Troisième héritier présomptif au trône impérial d’Iran, opposant déclaré au régime des ayatollahs, Davoud Pahlavi est un prince iranien membre de la dynastie Pahlavi, exilé en France après la révolution de 1979. Fervent défenseur d’un Iran démocratique, il soutient la politique de son petit-cousin germain, Reza Pahlavi. Il analyse pour Le Diplomate l’état de l’opposition iranienne et la situation au Moyen-Orient.

Propos recueillis par Mathilde Georges

Le régime iranien est connu pour son soutien actif à des groupes comme le Hamas, les Houthis et le Hezbollah, qui jouent un rôle clé dans la déstabilisation du Moyen-Orient et sont souvent qualifiés d’organisations terroristes par la communauté internationale. Que pensez-vous de ce soutien, et quel impact cela a-t-il sur la position de l’Iran sur la scène internationale ? Cette stratégie de « guerre par procuration » face à Israël peut-elle se retourner contre le régime ? 

Il faut savoir que Khomeiny et Khamenei ont été formés par les Frères Musulmans bien avant la révolution de 1979. La théocratie iranienne se base sur la charia et sur la haine d’Israël. Ils sont profondément antisémites.
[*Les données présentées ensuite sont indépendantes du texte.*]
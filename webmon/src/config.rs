//! 環境変数ヘルパー
//!
//! 設定ファイルを経由しない実行時オプション（ログ出力先など）を読む。
//! 旧名の変数にフォールバックし、その場合は非推奨の警告を出す。

/// 環境変数を旧名へのフォールバック付きで取得
///
/// 新しい名前が設定されていればその値、旧名のみ設定されていれば警告を出して
/// その値を返す。どちらもなければ `None`。
///
/// # Example
/// ```
/// use webmon::config::get_env_with_fallback;
///
/// let level = get_env_with_fallback("WEBMON_LOG_LEVEL", "LOG_LEVEL");
/// ```
pub fn get_env_with_fallback(new_name: &str, old_name: &str) -> Option<String> {
    if let Ok(val) = std::env::var(new_name) {
        return Some(val);
    }
    if let Ok(val) = std::env::var(old_name) {
        tracing::warn!(
            "Environment variable '{}' is deprecated, use '{}' instead",
            old_name,
            new_name
        );
        return Some(val);
    }
    None
}

/// 環境変数をフォールバック付きで取得して型変換
///
/// 未設定・変換失敗のいずれもデフォルト値になる。
pub fn get_env_with_fallback_parse<T: std::str::FromStr>(
    new_name: &str,
    old_name: &str,
    default: T,
) -> T {
    get_env_with_fallback(new_name, old_name)
        .and_then(|s| s.parse().ok())
        .unwrap_or(default)
}

/// ログレベル（`WEBMON_LOG_LEVEL`、旧: `LOG_LEVEL`）
pub fn log_level() -> Option<String> {
    get_env_with_fallback("WEBMON_LOG_LEVEL", "LOG_LEVEL")
}

/// ログファイルの出力先ディレクトリ（`WEBMON_LOG_DIR`、旧: `LOG_DIR`）
pub fn log_dir() -> Option<std::path::PathBuf> {
    get_env_with_fallback("WEBMON_LOG_DIR", "LOG_DIR").map(std::path::PathBuf::from)
}

/// 定期実行の間隔（秒）（`WEBMON_INTERVAL_SECS`、旧: `INTERVAL_SECS`）
///
/// 0 は単発実行を表す。
pub fn interval_secs() -> u64 {
    get_env_with_fallback_parse("WEBMON_INTERVAL_SECS", "INTERVAL_SECS", 0u64)
}

#[cfg(test)]
mod tests {
    use super::*;
    use serial_test::serial;

    fn clear(names: &[&str]) {
        for name in names {
            std::env::remove_var(name);
        }
    }

    #[test]
    #[serial]
    fn test_new_name_takes_precedence() {
        std::env::set_var("WEBMON_TEST_NEW", "new");
        std::env::set_var("WEBMON_TEST_OLD", "old");

        assert_eq!(
            get_env_with_fallback("WEBMON_TEST_NEW", "WEBMON_TEST_OLD"),
            Some("new".to_string())
        );

        clear(&["WEBMON_TEST_NEW", "WEBMON_TEST_OLD"]);
    }

    #[test]
    #[serial]
    fn test_falls_back_to_old_name() {
        clear(&["WEBMON_TEST_NEW"]);
        std::env::set_var("WEBMON_TEST_OLD", "old");

        assert_eq!(
            get_env_with_fallback("WEBMON_TEST_NEW", "WEBMON_TEST_OLD"),
            Some("old".to_string())
        );

        clear(&["WEBMON_TEST_OLD"]);
        assert_eq!(get_env_with_fallback("WEBMON_TEST_NEW", "WEBMON_TEST_OLD"), None);
    }

    #[test]
    #[serial]
    fn test_parse_uses_default_on_invalid_value() {
        std::env::set_var("WEBMON_INTERVAL_SECS", "soon");
        assert_eq!(interval_secs(), 0);

        std::env::set_var("WEBMON_INTERVAL_SECS", "30");
        assert_eq!(interval_secs(), 30);

        clear(&["WEBMON_INTERVAL_SECS", "INTERVAL_SECS"]);
        assert_eq!(interval_secs(), 0);
    }
}
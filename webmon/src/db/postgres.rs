//! PostgreSQL イベントストア
//!
//! 接続はConsumer専有の1本のみ。

use std::time::Duration;

use async_trait::async_trait;
use sqlx::postgres::{PgConnectOptions, PgPool, PgPoolOptions, PgSslMode};
use sqlx::Row;
use tracing::{debug, info};
use webmon_common::config::StoreSettings;
use webmon_common::{CheckResult, StoredEvent};

use super::{redact_url, stored_event, EventStore};
use crate::error::StoreError;

const CREATE_EVENTS_TABLE: &str = r#"
CREATE TABLE IF NOT EXISTS events (
    id SERIAL PRIMARY KEY,
    url TEXT,
    status_code INTEGER,
    response_time DOUBLE PRECISION,
    response_body_regex BOOLEAN
)
"#;

const INSERT_EVENT: &str = r#"
INSERT INTO events (url, status_code, response_time, response_body_regex)
VALUES ($1, $2, $3, $4)
RETURNING id
"#;

/// PostgreSQL イベントストア
#[derive(Clone)]
pub struct PgEventStore {
    pool: PgPool,
}

impl PgEventStore {
    /// 設定から接続する
    ///
    /// パスワード・sslmode・CA証明書はURLより設定値を優先する。
    pub async fn connect(settings: &StoreSettings) -> Result<Self, StoreError> {
        let mut options: PgConnectOptions = settings
            .database_url
            .parse()
            .map_err(|e: sqlx::Error| StoreError::Config(e.to_string()))?;

        if let Some(password) = &settings.password {
            options = options.password(password);
        }
        if let Some(mode) = &settings.ssl_mode {
            let mode: PgSslMode = mode
                .parse()
                .map_err(|e: sqlx::Error| StoreError::Config(e.to_string()))?;
            options = options.ssl_mode(mode);
        }
        if let Some(cert) = &settings.ssl_root_cert {
            options = options.ssl_root_cert(cert);
        }

        let pool = PgPoolOptions::new()
            .max_connections(1)
            .acquire_timeout(Duration::from_secs(settings.connect_timeout_secs))
            .connect_with(options)
            .await
            .map_err(StoreError::Connect)?;

        info!(database = %redact_url(&settings.database_url), "Connected to PostgreSQL");
        Ok(Self { pool })
    }
}

#[async_trait]
impl EventStore for PgEventStore {
    async fn ensure_schema(&self) -> Result<(), StoreError> {
        sqlx::query(CREATE_EVENTS_TABLE)
            .execute(&self.pool)
            .await
            .map_err(StoreError::Schema)?;
        debug!("Events table ready");
        Ok(())
    }

    async fn insert_event(&self, result: &CheckResult) -> Result<StoredEvent, StoreError> {
        let mut tx = self.pool.begin().await.map_err(StoreError::Insert)?;
        let id: i32 = sqlx::query_scalar(INSERT_EVENT)
            .bind(result.url())
            .bind(result.status_code().map(i32::from))
            .bind(result.response_time_seconds())
            .bind(result.body_matches_pattern())
            .fetch_one(&mut *tx)
            .await
            .map_err(StoreError::Insert)?;
        tx.commit().await.map_err(StoreError::Insert)?;

        Ok(StoredEvent {
            id: i64::from(id),
            result: result.clone(),
        })
    }

    async fn list_events(&self) -> Result<Vec<StoredEvent>, StoreError> {
        let rows = sqlx::query(
            "SELECT id, url, status_code, response_time, response_body_regex FROM events ORDER BY id",
        )
        .fetch_all(&self.pool)
        .await
        .map_err(StoreError::Query)?;

        rows.iter()
            .map(|row| {
                let id: i32 = row.try_get("id").map_err(StoreError::Query)?;
                stored_event(
                    i64::from(id),
                    row.try_get::<Option<String>, _>("url")
                        .map_err(StoreError::Query)?
                        .unwrap_or_default(),
                    row.try_get("status_code").map_err(StoreError::Query)?,
                    row.try_get("response_time").map_err(StoreError::Query)?,
                    row.try_get("response_body_regex").map_err(StoreError::Query)?,
                )
            })
            .collect()
    }

    async fn close(&self) {
        self.pool.close().await;
    }
}
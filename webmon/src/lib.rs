//! webmon - ウェブサイト死活監視パイプライン
//!
//! Publisher がターゲットをチェックしてメッセージバスへ送信し、
//! Consumer が受信したイベントをリレーショナルDBへ永続化する。

#![warn(missing_docs)]

/// メッセージバス（NATS JetStream / プロセス内）
pub mod bus;

/// CLI定義
pub mod cli;

/// 環境変数ヘルパー
pub mod config;

/// ヘルスイベントConsumer
pub mod consumer;

/// データベースアクセス層
pub mod db;

/// エラー型
pub mod error;

/// ヘルスチェック
pub mod health;

/// ログ初期化
pub mod logging;

/// ヘルスイベントPublisher
pub mod publisher;

/// 協調シャットダウン
pub mod shutdown;

pub use consumer::{ConsumeSummary, EventConsumer};
pub use publisher::{PublishSummary, Publisher};
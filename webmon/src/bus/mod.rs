//! メッセージバス
//!
//! Publisherが送信し、Consumerが購読するトピック型チャネルの抽象。
//! 本番はNATS JetStream、組み込み・テスト用にプロセス内実装を持つ。
//!
//! 配信保証は at-least-once。Consumerは永続化に成功してから `ack` し、
//! 失敗時は `nak` で再配信を要求する。

/// プロセス内バス
pub mod memory;
/// NATS JetStream バス
pub mod nats;

use async_trait::async_trait;
use bytes::Bytes;

use crate::error::BusError;

pub use memory::MemoryBus;
pub use nats::NatsBus;

/// イベント送信側
#[async_trait]
pub trait EventSink: Send + Sync {
    /// トピックへ送信する
    ///
    /// ブローカーが受領を確認するまで戻らない。
    async fn publish(&self, topic: &str, payload: Bytes) -> Result<(), BusError>;
}

/// 受信メッセージの受領確認
#[async_trait]
pub trait Acknowledger: Send + Sync {
    /// 処理完了（再配信しない）
    async fn ack(&self) -> Result<(), BusError>;
    /// 処理失敗（再配信を要求）
    async fn nak(&self) -> Result<(), BusError>;
    /// 処理不能（再配信しない）
    async fn term(&self) -> Result<(), BusError>;
}

/// 受信した1メッセージ
pub struct Delivery {
    payload: Bytes,
    acker: Box<dyn Acknowledger>,
}

impl Delivery {
    /// 新しい受信メッセージを作成
    pub fn new(payload: Bytes, acker: Box<dyn Acknowledger>) -> Self {
        Self { payload, acker }
    }

    /// ペイロード
    pub fn payload(&self) -> &[u8] {
        &self.payload
    }

    /// 処理完了を通知
    pub async fn ack(self) -> Result<(), BusError> {
        self.acker.ack().await
    }

    /// 再配信を要求
    pub async fn nak(self) -> Result<(), BusError> {
        self.acker.nak().await
    }

    /// 再配信せずに破棄
    pub async fn term(self) -> Result<(), BusError> {
        self.acker.term().await
    }
}

impl std::fmt::Debug for Delivery {
    fn fmt(&self, f: &mut std::fmt::Formatter<'_>) -> std::fmt::Result {
        f.debug_struct("Delivery")
            .field("payload_len", &self.payload.len())
            .finish()
    }
}

/// イベント受信側（購読）
#[async_trait]
pub trait EventSource: Send {
    /// 次のメッセージを待つ
    ///
    /// 購読が終了した場合は `None`。
    async fn recv(&mut self) -> Option<Result<Delivery, BusError>>;

    /// 購読を解除する
    async fn close(&mut self) -> Result<(), BusError>;
}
Depuis le départ, la République islamique exerce sa domination et son expansion politique grâce à la création d’organisations millénaires. En effet, ils ont créé trois axes, le premier étant le plus important car il permet au pouvoir en place de tenir le peuple par la force. Le Corps des Gardiens de la Révolution qui est créé le 22 avril 1979 , trois semaines après le référendum qui valide la formation de la République islamique d’Iran. Et les deux autres axes sont expansionnistes à savoir le Hezbollah fondé en juin 1982 — entre autres par le mollah Ali Akbar Mohtashamipur, un proche de Rouhollah Khomeini. Et le Hamas qui lui a été fondé en 1987 après la première intifada en tant que branche politique et militante des Frères Musulmans palestiniens pour lutter contre “l’occupation israélienne”. La création en sous marin de ces organisations et le soutien constant de l’Iran à ces groupes terroristes est une composante clé de la politique étrangère de Téhéran visant à étendre son influence régionale et à contrer les intérêts des États-Unis et d’Israël au Moyen-Orient. L’Iran a en effet contribué à la déstabilisation de la région depuis le début de l’arrivé au pouvoir de l’Imam Khomeiny et notamment ces derniers temps avec l’attaque du  7 octobre par le Hamas télécommandé par les gardiens de la révolution, car juste avant cet épisode tragique, le régime des ayatollahs était à quelques encablures de sombrer, il fallait absolument détourner les yeux du monde sur la répression sanguinaire pour contrer la révolte du peuple et ainsi sauver leur pouvoir. Actuellement, leur seule arme consiste à créer le chaos à l’extérieur de leurs frontières, car ils savent qu’en cas de conflit ouvert avec les puissances occidentales, ils ne font pas le poids.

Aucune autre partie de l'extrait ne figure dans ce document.